When I learned I was going to be a mom nearly 13 years ago, I was filled with joy and overwhelmed with the weight of responsibility to raise a good human—one that would give back to this world more than she took. As a fundraiser, I knew the concept of philanthropy was one I wanted to introduce to her at a young age.

When my daughter, Ava, was four years old, her dad and I bought her a Give-Save-Spend set with three envelopes and a chore chart to introduce her to good money management: Give, first. Then, save. Then, spend intentionally.

We encouraged her to set aside a portion of her allowance (10%) for charitable goals. Over the years, this simple, yet powerful, framework has instilled in her the value of philanthropy.



Fast forward to 2019, when Ava became a young entrepreneur, opening up her own Slushy business she called Crush the Slush. Not only has she been learning business principles, but her habit of setting aside 10% is having a greater impact. Last year, she was able to sponsor another child her age to attend summer camp. As important as it was to the other camper, the greater joy was Ava’s in being able to give the gift.

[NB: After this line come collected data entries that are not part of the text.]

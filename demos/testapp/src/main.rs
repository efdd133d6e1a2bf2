use std::env;

use axum::{
    Router,
    extract::{Multipart, Path},
    http::header::CONTENT_TYPE,
    response::{Html, IntoResponse, Redirect, Response},
    routing::get,
    serve,
};
use axum_dropbox::{Dropbox, DropboxContext, DropboxError, RouterExt, views::escape_html};
use tokio::net::TcpListener;
use tracing_subscriber::EnvFilter;

fn page(dropbox: &Dropbox, body: &str) -> Html<String> {
    let nav = if dropbox.is_authenticated() {
        format!(
            "<a href=\"/files\">Files</a> | <a href=\"/upload\">Upload</a> | \
             <a href=\"{}\">Logout</a>",
            escape_html(dropbox.logout_url())
        )
    } else {
        let login = dropbox.context().login_path().unwrap_or("/");
        format!("<a href=\"{}\">Login with Dropbox</a>", escape_html(login))
    };

    Html(format!(
        "<!doctype html>\n<html><body>\n<p>{nav}</p>\n{body}\n</body></html>\n"
    ))
}

async fn home(dropbox: Dropbox) -> Html<String> {
    page(&dropbox, "<h1>axum-dropbox test app</h1>")
}

async fn files(mut dropbox: Dropbox) -> Result<Response, DropboxError> {
    if !dropbox.is_authenticated() {
        return Ok(Redirect::to("/").into_response());
    }

    let listing = dropbox.client()?.metadata("/", true).await?;
    let info = dropbox.account_info().await?.clone();

    let mut body = format!(
        "<h1>Files of {}</h1>\n<p>{} of {} bytes used</p>\n<ul>\n",
        escape_html(&info.display_name),
        info.quota_info.normal + info.quota_info.shared,
        info.quota_info.quota
    );
    for item in &listing.contents {
        let path = escape_html(item.path.trim_start_matches('/'));
        if item.is_dir {
            body.push_str(&format!("<li>{path}/</li>\n"));
        } else {
            body.push_str(&format!(
                "<li>{path} (<a href=\"/download/{path}\">download</a>, \
                 <a href=\"/media/{path}\">media</a>, <a href=\"/delete/{path}\">delete</a>)</li>\n"
            ));
        }
    }
    body.push_str("</ul>");

    Ok(page(&dropbox, &body).into_response())
}

async fn download(
    mut dropbox: Dropbox,
    Path(filename): Path<String>,
) -> Result<Response, DropboxError> {
    if !dropbox.is_authenticated() {
        return Ok(Redirect::to("/").into_response());
    }

    let (data, metadata) = dropbox
        .client()?
        .get_file_and_metadata(&format!("/{filename}"))
        .await?;

    let content_type = metadata
        .mime_type
        .unwrap_or_else(|| "application/octet-stream".to_owned());
    Ok(([(CONTENT_TYPE, content_type)], data).into_response())
}

async fn media(
    mut dropbox: Dropbox,
    Path(filename): Path<String>,
) -> Result<Redirect, DropboxError> {
    if !dropbox.is_authenticated() {
        return Ok(Redirect::to("/"));
    }

    let link = dropbox.client()?.media(&format!("/{filename}")).await?;
    Ok(Redirect::to(&link.url))
}

async fn delete(
    mut dropbox: Dropbox,
    Path(filename): Path<String>,
) -> Result<Redirect, DropboxError> {
    if !dropbox.is_authenticated() {
        return Ok(Redirect::to("/"));
    }

    dropbox.client()?.file_delete(&format!("/{filename}")).await?;
    Ok(Redirect::to("/files"))
}

async fn upload_form(dropbox: Dropbox) -> Response {
    if !dropbox.is_authenticated() {
        return Redirect::to("/").into_response();
    }

    page(
        &dropbox,
        "<form method=\"post\" enctype=\"multipart/form-data\">\n\
         <input type=\"file\" name=\"file\">\n<button>Upload</button>\n</form>",
    )
    .into_response()
}

async fn upload(mut dropbox: Dropbox, mut multipart: Multipart) -> Result<Redirect, Response> {
    if !dropbox.is_authenticated() {
        return Ok(Redirect::to("/"));
    }
    let client = dropbox.client().map_err(IntoResponse::into_response)?;

    while let Some(field) = multipart
        .next_field()
        .await
        .map_err(IntoResponse::into_response)?
    {
        if field.name() != Some("file") {
            continue;
        }

        let filename = field
            .file_name()
            .filter(|name| !name.is_empty())
            .unwrap_or("upload")
            .replace(['/', '\\'], "_");
        let data = field.bytes().await.map_err(IntoResponse::into_response)?;

        let result = client
            .put_file(&format!("/{filename}"), data, false)
            .await
            .map_err(IntoResponse::into_response)?;

        tracing::info!(path = %result.path, "uploaded file");
        return Ok(Redirect::to(&format!(
            "/success/{}",
            result.path.trim_start_matches('/')
        )));
    }

    Ok(Redirect::to("/upload"))
}

async fn success(dropbox: Dropbox, Path(filename): Path<String>) -> Html<String> {
    page(&dropbox, &format!("<p>{} uploaded.</p>", escape_html(&filename)))
}

fn app(dropbox: DropboxContext) -> Router {
    Router::new()
        .route("/", get(home))
        .route("/files", get(files))
        .route("/download/{*filename}", get(download))
        .route("/media/{*filename}", get(media))
        .route("/delete/{*filename}", get(delete))
        .route("/upload", get(upload_form).post(upload))
        .route("/success/{*filename}", get(success))
        .with_dropbox(&dropbox)
        .with_state(dropbox)
}

#[tokio::main]
async fn main() -> anyhow::Result<()> {
    tracing_subscriber::fmt()
        .with_env_filter(
            EnvFilter::try_from_default_env().unwrap_or_else(|_| "testapp=debug,axum_dropbox=debug".into()),
        )
        .with_target(false)
        .init();

    let debug = env::var("DEBUG").map(|v| v != "0").unwrap_or(true);

    let mut builder = DropboxContext::builder()
        .config_env()
        .login_path("/login")
        .route("files", "/files")
        .login_redirect("files")
        .use_dev_cookies(debug);
    if let Ok(secret) = env::var("COOKIE_SECRET") {
        builder = builder.cookie_secret(secret);
    }
    let dropbox = builder.try_build()?;

    let addr = env::args().nth(1).unwrap_or_else(|| "0.0.0.0:5000".to_owned());
    let listener = TcpListener::bind(&addr).await?;
    tracing::info!("listening on http://{addr}");

    serve(listener, app(dropbox)).await?;
    Ok(())
}
use base64::{Engine, prelude::BASE64_URL_SAFE_NO_PAD};
use cookie_monster::{Cookie, CookieBuilder, CookieJar};
use hmac::{Hmac, Mac};
use rand::Rng;
use serde::{Serialize, de::DeserializeOwned};
use sha2::Sha256;
use subtle::ConstantTimeEq;

use crate::cookie::CookieOptionsBuilder;

const HMAC_HASH_LEN: usize = 32;

/// A cookie whose value is a serialized, HMAC-SHA256 signed payload.
///
/// Layout of the value: `base64url(json || hmac(json))`.
pub struct SignedCookie {
    secret: Hmac<Sha256>,
    cookie_builder: CookieBuilder,
}

impl SignedCookie {
    pub fn name(&self) -> &str {
        self.cookie_builder.get_name()
    }

    pub fn cookie_builder(&self) -> &CookieBuilder {
        &self.cookie_builder
    }

    pub fn encode<T: Serialize>(&self, value: &T) -> Result<Cookie, serde_json::Error> {
        let mut data = serde_json::to_vec(value)?;

        let mut hmac = self.secret.clone();
        hmac.update(&data);
        let signature = hmac.finalize().into_bytes();

        data.extend_from_slice(&signature);

        let encoded = BASE64_URL_SAFE_NO_PAD.encode(data);
        Ok(self.cookie_builder.clone().value(encoded).build())
    }

    /// Reads the cookie from `jar`. Missing, tampered or malformed cookies
    /// all come back as `None`.
    pub fn decode<T: DeserializeOwned>(&self, jar: &CookieJar) -> Option<T> {
        let cookie = jar.get(self.name())?;
        self.decode_value(cookie.value())
    }

    pub fn decode_value<T: DeserializeOwned>(&self, value: &str) -> Option<T> {
        let Ok(decoded) = BASE64_URL_SAFE_NO_PAD.decode(value) else {
            tracing::debug!("session cookie is not valid base64");
            return None;
        };

        let Some(data) = self.verify_signature(&decoded) else {
            tracing::debug!("session cookie signature does not match");
            return None;
        };

        match serde_json::from_slice(data) {
            Ok(value) => Some(value),
            Err(e) => {
                tracing::debug!("could not deserialize session cookie: {e}");
                None
            }
        }
    }

    fn verify_signature<'a>(&self, data: &'a [u8]) -> Option<&'a [u8]> {
        if data.len() < HMAC_HASH_LEN {
            return None;
        }

        let (payload, received_signature) = data.split_at(data.len() - HMAC_HASH_LEN);

        let mut hmac = self.secret.clone();
        hmac.update(payload);
        let signature = hmac.finalize().into_bytes();

        if received_signature.ct_eq(&signature[..]).into() {
            Some(payload)
        } else {
            None
        }
    }
}

pub(crate) struct SignedCookieBuilder {
    pub(crate) secret: Option<Vec<u8>>,
    pub(crate) cookie_builder: CookieOptionsBuilder,
}

impl SignedCookieBuilder {
    pub fn new() -> Self {
        Self {
            secret: None,
            cookie_builder: CookieOptionsBuilder::new(),
        }
    }

    pub fn build(self) -> SignedCookie {
        let secret = if let Some(secret) = self.secret {
            secret
        } else {
            tracing::warn!("no cookie secret configured, dropbox sessions won't survive a restart");
            let mut secret = [0u8; 32];
            rand::rng().fill(&mut secret);
            secret.to_vec()
        };

        let secret = Hmac::new_from_slice(&secret).expect("Hmac accepts any secret length");

        SignedCookie {
            secret,
            cookie_builder: self.cookie_builder.build(),
        }
    }
}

The power of philanthropy in giving first, not last—and then setting aside another portion for savings—is that it puts things in the proper sequence. By doing the right things in the right order, once it’s time to spend, our decision-making process has been positively affected. By giving first, and saving next, we will naturally spend with more foresight and intentionality. Good money management isn’t about how much we have. In fact, making more money will just amplify our actions—same challenges and opportunities, just more zeros.

Research on the subject of happiness has revealed common characteristics: strong familial and social connections; purpose and direction; gratitude and giving of oneself, etc. In contrast, no correlation has been made between material wealth and happiness. It’s what we do with it, and why, that makes the difference.

Whether it’s volunteering her time or donating money to a cause she cares about, Ava has personally experienced the joy of making a positive impact on the world around her. Of course, we wanted our daughter to learn the benefits of giving first, but unleashing her own power of philanthropy has also made her happy, and we’re great with that, too.

Janell Johnson
Janell Johnson, MPA

Executive Vice President and Chief Strategy Officer

Wilmington, N.C.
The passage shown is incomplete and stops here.